10ª edição do Brazil Windpower

Rodrigo Ferreira falou ainda sobre as expectavas para a próxima edição do BWP, que estará de casa nova em 2019. “A mudança para a São Paulo sempre foi um pleito da indústria eólica. Um dos nossos desafios foi encontrar espaço para um evento desta magnitude, por uma semana, na capital paulista. Mas conseguimos e o evento será no mês de maio, no Transamérica Expo Center. São Paulo é estratégico e esperamos um crescimento expressivo na participação das empresas e indústrias do setor, em sua maioria instaladas na capital paulista”, explicou Rodrigo Ferreira.

Atividades e palestras

Durante os três dias do evento as atividades contaram com a participação de nomes de peso da indústria eólica, além de autoridades do governo e das agências reguladoras. A abertura do evento, no dia 7 de agosto, contou com a presença do ministro Moreira Franco, de Minas e Energia, que destacou a importância do setor eólico para a matriz energética do país e defendeu um amplo debate sobre os marcos regulatórios para o setor eólico.

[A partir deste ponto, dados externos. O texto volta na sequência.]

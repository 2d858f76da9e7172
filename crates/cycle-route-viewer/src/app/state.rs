//! Application state management
//!
//! Holds the loaded coordinate rows, the route selection and the feature
//! collection built from it, plus runtime UI settings.

use crate::app::settings::Settings;
use cycle_route_lib::{
    BuildOptions, BuildReport, CollectionInfo, CoordinateRow, DataError, LoaderConfig,
    RouteDataCache, RouteFeatureCollection, RouteSelection, available_route_ids,
    build_with_options, export, stats,
};
use egui::Color32;
use std::path::{Path, PathBuf};
use std::sync::Arc;

/// Default route color when routes are not colored individually
pub const ROUTE_COLOR: Color32 = Color32::from_rgb(0, 128, 255);

/// Fill color of point markers
pub const POINT_COLOR: Color32 = Color32::from_rgba_premultiplied(140, 0, 0, 140);

/// Map center used before anything is loaded (South Korea)
pub const FALLBACK_CENTER: (f64, f64) = (36.5, 127.8);

pub const MIN_LINE_WIDTH: f32 = 1.0;
pub const MAX_LINE_WIDTH: f32 = 10.0;
pub const MIN_ZOOM: u8 = 5;
pub const MAX_ZOOM: u8 = 12;

/// Main application state
pub struct AppState {
    /// Currently opened CSV and its rows
    pub source: SourceState,

    /// Routes the user wants to see
    pub selection: RouteSelection,

    /// Rows of the selected routes, in file order
    pub filtered_rows: Arc<Vec<CoordinateRow>>,

    /// Features built from `filtered_rows`
    pub features: Arc<RouteFeatureCollection>,

    /// What the last build skipped
    pub build_report: BuildReport,

    /// Advisory shown instead of the map contents (e.g. nothing selected)
    pub advisory: Option<String>,

    /// Current UI settings
    pub ui_settings: UiSettings,

    /// Statistics about the displayed data
    pub stats: Stats,

    /// Outcome of the last export
    pub last_export: Option<ExportStatus>,

    /// Show file picker dialog
    pub show_picker: bool,

    /// Export requested from the UI, handled by the save dialog
    pub pending_export: Option<ExportFormat>,

    /// Recenter the map on the displayed rows next frame
    pub pending_recenter: bool,

    /// Route ids to select on the next load instead of all routes
    initial_routes: Option<Vec<i64>>,

    build_options: BuildOptions,
    cache: RouteDataCache,
}

/// The CSV being viewed
#[derive(Default)]
pub struct SourceState {
    pub path: Option<PathBuf>,
    pub loader_config: LoaderConfig,
    pub rows: Arc<Vec<CoordinateRow>>,
    /// Sorted distinct route ids in `rows`
    pub route_ids: Vec<i64>,
    /// Message of the last failed load
    pub error: Option<String>,
}

/// UI-specific settings that can be adjusted at runtime
#[derive(Clone)]
pub struct UiSettings {
    /// Route line width in pixels
    pub line_width: f32,

    /// Map zoom level applied when recentering
    pub zoom_level: u8,

    /// Draw a marker at every coordinate
    pub show_points: bool,

    /// One color per route instead of a single route color
    pub color_by_route: bool,

    /// Map tiles provider
    pub tiles_provider: TilesProvider,

    /// Whether sidebar is open
    pub sidebar_open: bool,

    /// Current active tab in sidebar
    pub active_tab: SidebarTab,

    /// Show the raw coordinate table
    pub show_data_table: bool,

    /// Encoding label being edited in the settings tab
    pub encoding_input: String,
}

/// Sidebar tabs
#[derive(Clone, Copy, Debug, PartialEq)]
pub enum SidebarTab {
    Routes,
    Settings,
}

/// Available map tile providers
#[derive(Clone, Copy, Debug, PartialEq)]
pub enum TilesProvider {
    OpenStreetMap,
    OpenTopoMap,
    CyclOSM,
}

impl TilesProvider {
    pub fn attribution(&self) -> &'static str {
        match self {
            Self::OpenStreetMap => "© OpenStreetMap contributors",
            Self::OpenTopoMap => "© OpenTopoMap (CC-BY-SA)",
            Self::CyclOSM => "© CyclOSM & OpenStreetMap contributors",
        }
    }

    pub fn all() -> &'static [Self] {
        &[Self::OpenStreetMap, Self::OpenTopoMap, Self::CyclOSM]
    }

    pub fn name(&self) -> &'static str {
        match self {
            Self::OpenStreetMap => "OpenStreetMap",
            Self::OpenTopoMap => "OpenTopoMap",
            Self::CyclOSM => "CyclOSM",
        }
    }

    pub fn from_name(name: &str) -> Self {
        Self::all()
            .iter()
            .copied()
            .find(|provider| provider.name() == name)
            .unwrap_or(Self::OpenStreetMap)
    }
}

/// Export file formats
#[derive(Clone, Copy, Debug, PartialEq)]
pub enum ExportFormat {
    GeoJson,
    Gpx,
}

Os desafios da energia eólica no Brasil foram debatidos no segundo dia do evento, quarta-feira (08/08). Na ocasião, o Diretor Geral do Operador Nacional do Sistema (ONS), Luiz Eduardo Barata, defendeu a diversificação da matriz energética nacional e lembrou que elas se complementam entre si. Já o Diretor da Agência Nacional de Energia Elétrica (ANEEL), Tiago Barros, explicou que a definição do preço da tarifa energética é resultado de uma série de fatores envoltos a toda a cadeia de produção, geração e distribuição de energia. Também estavam presentes integrantes do Conselho de Administração CCEE, o Presidente da EPE, Reive Barros, e o Secretário de Planejamento e Desenvolvimento Energético do Ministério de Minas e Energia, Eduardo Azevedo.

Geração em alto mar

Ainda no segundo dia de debates, foi debatido o mercado Offshore. Na ocasião, o engenheiro naval Dario Giudice, da italiana Saipem, afirmou que o mercado para o segmento está em plena expansão e muitos países estão tendo suas primeiras experiências agora. A reformulação e o fortalecimento do mercado livre de energia também esteve na pauta de debates.

Feira de exposições

Como de costume, o pátio da feira do BWP foi palco para a apresentação e comercialização das principais inovações tecnológicas para o setor, todas comandadas pelas principais empresas do segmento no país.  Um exemplo disso foi a novidade trazida pela anfitriã do Brazil Windpower, a GE. A empresa apresentou ao mercado a maior turbina onshore (aerogeradores terrestres), que possui a maior capacidade de geração de energia eólica.

Sobre os organizadores

GWEC – O Global Wind Energy Council ajuda a abrir novos mercados para a energia eólica. O GWEC tem um histórico comprovado de sucesso para ajudar a construir a indústria de energia eólica nos mercados emergentes ao redor do mundo, incluindo China, Brasil, México, África do Sul e Índia.

ABEEólica - Associação Brasileira de Energia Eólica é uma instituição sem fins lucrativos, que congrega e representa a indústria de energia eólica no País, incluindo empresas de toda a cadeia produtiva.

UBM | Grupo CanalEnergia – Em junho de 2018, a UBM tornou-se parte da Informa PLC,  grupo líder em serviços de informação B2B e o maior organizador de eventos B2B no mundo.